Other countries are embracing the change to clean energy. Perú, for example, has an abundance of natural gas, which is why natural gas automobile conversions are gaining in popularity. Natural gas prices are low and the fuel is abundant, so why isn’t Perú building natural-gas-fired power generating plants?

Perú is advancing the renewable energy option, and is actually home to the first major solar power installation in South America. It all makes sense, since average solar radiation levels hit 5kWh/m2/day in the foothills of the Ándes mountain range. A new project, “The National Photovoltaic Household Electrification Program,” was initiated July 8, aimed at getting power to the country’s poorest residents.

According to Energy and Mining Minister Jorge Merino, just 66% of residents have access to reliable electricity. For heat and light, they spend their money “on fuels that harm their health.” Instead, with 1,601 new solar panels installed in the districts of Cupisnique, San Benito, Tantarica, Chilete, Yonan, San Luis, and Contai, residents will now have access to clean solar power.

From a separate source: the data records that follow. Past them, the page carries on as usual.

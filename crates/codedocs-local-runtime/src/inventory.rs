//! Installed-model inventory and the runtime's model capability.

use std::collections::{BTreeSet, HashSet};
use std::path::PathBuf;
use std::process::Stdio;
use std::sync::Arc;
use std::time::Duration;

use async_trait::async_trait;
use tokio::io::{AsyncRead, AsyncReadExt};
use tokio::process::Command;
use tokio::sync::mpsc;
use tokio::task::JoinHandle;
use tokio::time::timeout;
use tokio_util::sync::CancellationToken;
use tracing::{debug, warn};

use crate::client::OllamaClient;
use crate::config::RuntimeConfig;
use crate::error::{Result, RuntimeError};
use crate::text::LineSplitter;

/// How a single pull ended.
#[derive(Debug, Clone, PartialEq, Eq)]
pub enum PullOutcome {
    Succeeded,
    Failed(String),
    Cancelled,
}

/// What the rest of the system may ask of the runtime about models.
///
/// Implementations hide how the runtime is driven (HTTP, child processes);
/// callers only see identifiers and raw output lines.
#[async_trait]
pub trait ModelCatalog: Send + Sync {
    /// Identifiers of every installed model.
    async fn list_installed(&self) -> Result<BTreeSet<String>>;

    /// Pull one model, sending its raw output lines to `lines`.
    ///
    /// Lines keep their order within stdout and within stderr; how the two
    /// streams interleave is not guaranteed.
    ///
    /// Returns once the pull has finished and all of its output was sent.
    /// When `cancel` fires the pull is aborted and `Cancelled` returned.
    async fn pull(
        &self,
        model: &str,
        lines: mpsc::Sender<String>,
        cancel: CancellationToken,
    ) -> Result<PullOutcome>;
}

/// [`ModelCatalog`] backed by a running Ollama instance.
///
/// Listing goes through the HTTP catalog; pulls run `ollama pull` as a child
/// process against the same port and model directory.
pub struct OllamaCatalog {
    client: OllamaClient,
    binary: PathBuf,
    binary_args: Vec<String>,
    env: Vec<(&'static str, String)>,
    kill_timeout: Duration,
    drain_timeout: Duration,
}

impl OllamaCatalog {
    /// Catalog for a runtime listening on `port`.
    pub fn new(config: &RuntimeConfig, port: u16) -> Self {
        Self {
            client: OllamaClient::with_port(port),
            binary: config.runtime_binary.clone(),
            binary_args: config.binary_args.clone(),
            env: config.runtime_env(port),
            kill_timeout: config.kill_timeout,
            drain_timeout: config.output_drain_timeout,
        }
    }

    /// Replace the HTTP client, e.g. to point at another host.
    pub fn with_client(mut self, client: OllamaClient) -> Self {
        self.client = client;
        self
    }
}

#[async_trait]
impl ModelCatalog for OllamaCatalog {
    async fn list_installed(&self) -> Result<BTreeSet<String>> {
        Ok(self.client.list_models().await?.into_iter().collect())
    }

    async fn pull(
        &self,
        model: &str,
        lines: mpsc::Sender<String>,
        cancel: CancellationToken,
    ) -> Result<PullOutcome> {
        let mut child = Command::new(&self.binary)
            .args(&self.binary_args)
            .arg("pull")
            .arg(model)
            .envs(self.env.iter().map(|(k, v)| (*k, v.as_str())))
            .stdin(Stdio::null())
            .stdout(Stdio::piped())
            .stderr(Stdio::piped())
            .kill_on_drop(true)
            .spawn()
            .map_err(|e| RuntimeError::SpawnFailed(format!("pull {}: {}", model, e)))?;

        debug!("Pulling {} (PID: {:?})", model, child.id());

        // One reader per stream, both feeding the same channel.
        let mut readers: Vec<JoinHandle<()>> = Vec::new();
        if let Some(stdout) = child.stdout.take() {
            readers.push(tokio::spawn(forward_lines(stdout, lines.clone())));
        }
        if let Some(stderr) = child.stderr.take() {
            readers.push(tokio::spawn(forward_lines(stderr, lines.clone())));
        }
        drop(lines);

        let status = tokio::select! {
            status = child.wait() => Some(status?),
            _ = cancel.cancelled() => None,
        };

        let outcome = match status {
            None => {
                debug!("Cancelling pull of {}", model);
                let _ = child.start_kill();
                if timeout(self.kill_timeout, child.wait()).await.is_err() {
                    warn!("Pull of {} did not exit after kill", model);
                }
                PullOutcome::Cancelled
            }
            Some(status) if status.success() => PullOutcome::Succeeded,
            Some(status) => PullOutcome::Failed(format!("pull exited with {}", status)),
        };

        for mut reader in readers {
            if timeout(self.drain_timeout, &mut reader).await.is_err() {
                warn!("Output of pull {} still open after exit, dropping it", model);
                reader.abort();
            }
        }

        Ok(outcome)
    }
}

/// Read `source` to EOF, sending every complete line.
pub(crate) async fn forward_lines<R>(mut source: R, lines: mpsc::Sender<String>)
where
    R: AsyncRead + Unpin,
{
    let mut splitter = LineSplitter::new();
    let mut buf = [0u8; 4096];

    loop {
        let n = match source.read(&mut buf).await {
            Ok(0) | Err(_) => break,
            Ok(n) => n,
        };
        for line in splitter.push(&buf[..n]) {
            if lines.send(line).await.is_err() {
                return;
            }
        }
    }

    if let Some(line) = splitter.finish() {
        let _ = lines.send(line).await;
    }
}

/// Canonical form of a model identifier: trimmed, with `:latest` added when
/// the name carries no tag.
pub fn canonical_model_name(name: &str) -> String {
    let name = name.trim();
    let last_segment = name.rsplit('/').next().unwrap_or(name);
    if last_segment.contains(':') {
        name.to_string()
    } else {
        format!("{}:latest", name)
    }
}

/// Drop blanks and duplicates (first occurrence wins), keeping order.
pub fn dedupe_models<I, S>(requested: I) -> Vec<String>
where
    I: IntoIterator<Item = S>,
    S: AsRef<str>,
{
    let mut seen = HashSet::new();
    requested
        .into_iter()
        .map(|m| m.as_ref().trim().to_string())
        .filter(|m| !m.is_empty())
        .filter(|m| seen.insert(canonical_model_name(m)))
        .collect()
}

/// Whether `model` is in `installed`, comparing canonical names.
pub fn is_installed(model: &str, installed: &BTreeSet<String>) -> bool {
    let wanted = canonical_model_name(model);
    installed.iter().any(|m| canonical_model_name(m) == wanted)
}

/// Requested models that are not installed, deduplicated, in request order.
pub fn missing_models<I, S>(requested: I, installed: &BTreeSet<String>) -> Vec<String>
where
    I: IntoIterator<Item = S>,
    S: AsRef<str>,
{
    let installed: HashSet<String> = installed.iter().map(|m| canonical_model_name(m)).collect();
    dedupe_models(requested)
        .into_iter()
        .filter(|m| !installed.contains(&canonical_model_name(m)))
        .collect()
}

/// Read side of model management.
#[derive(Clone)]
pub struct Inventory {
    catalog: Arc<dyn ModelCatalog>,
}

impl Inventory {
    /// Create an inventory over a catalog.
    pub fn new(catalog: Arc<dyn ModelCatalog>) -> Self {
        Self { catalog }
    }

    /// Ask the runtime which models are installed.
    pub async fn list_installed(&self) -> Result<BTreeSet<String>> {
        self.catalog.list_installed().await
    }

    /// Requested models the runtime does not have yet.
    pub async fn diff_missing<S: AsRef<str>>(&self, requested: &[S]) -> Result<Vec<String>> {
        let installed = self.list_installed().await?;
        Ok(missing_models(requested, &installed))
    }
}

Minister Merino says this is just the beginning, and by 2016 expects to have 95% of the nation electrified. All told, some 12,500 solar panels will be installed over the next few years to supply clean solar power to about half a million households, at a cost of about $200 million.

Just as a side note, here in the US, Americans for Prosperity, is lobbying Georgia to reject a plan requiring utility companies to buy more solar power. Must. Keep. Head. In. Ground.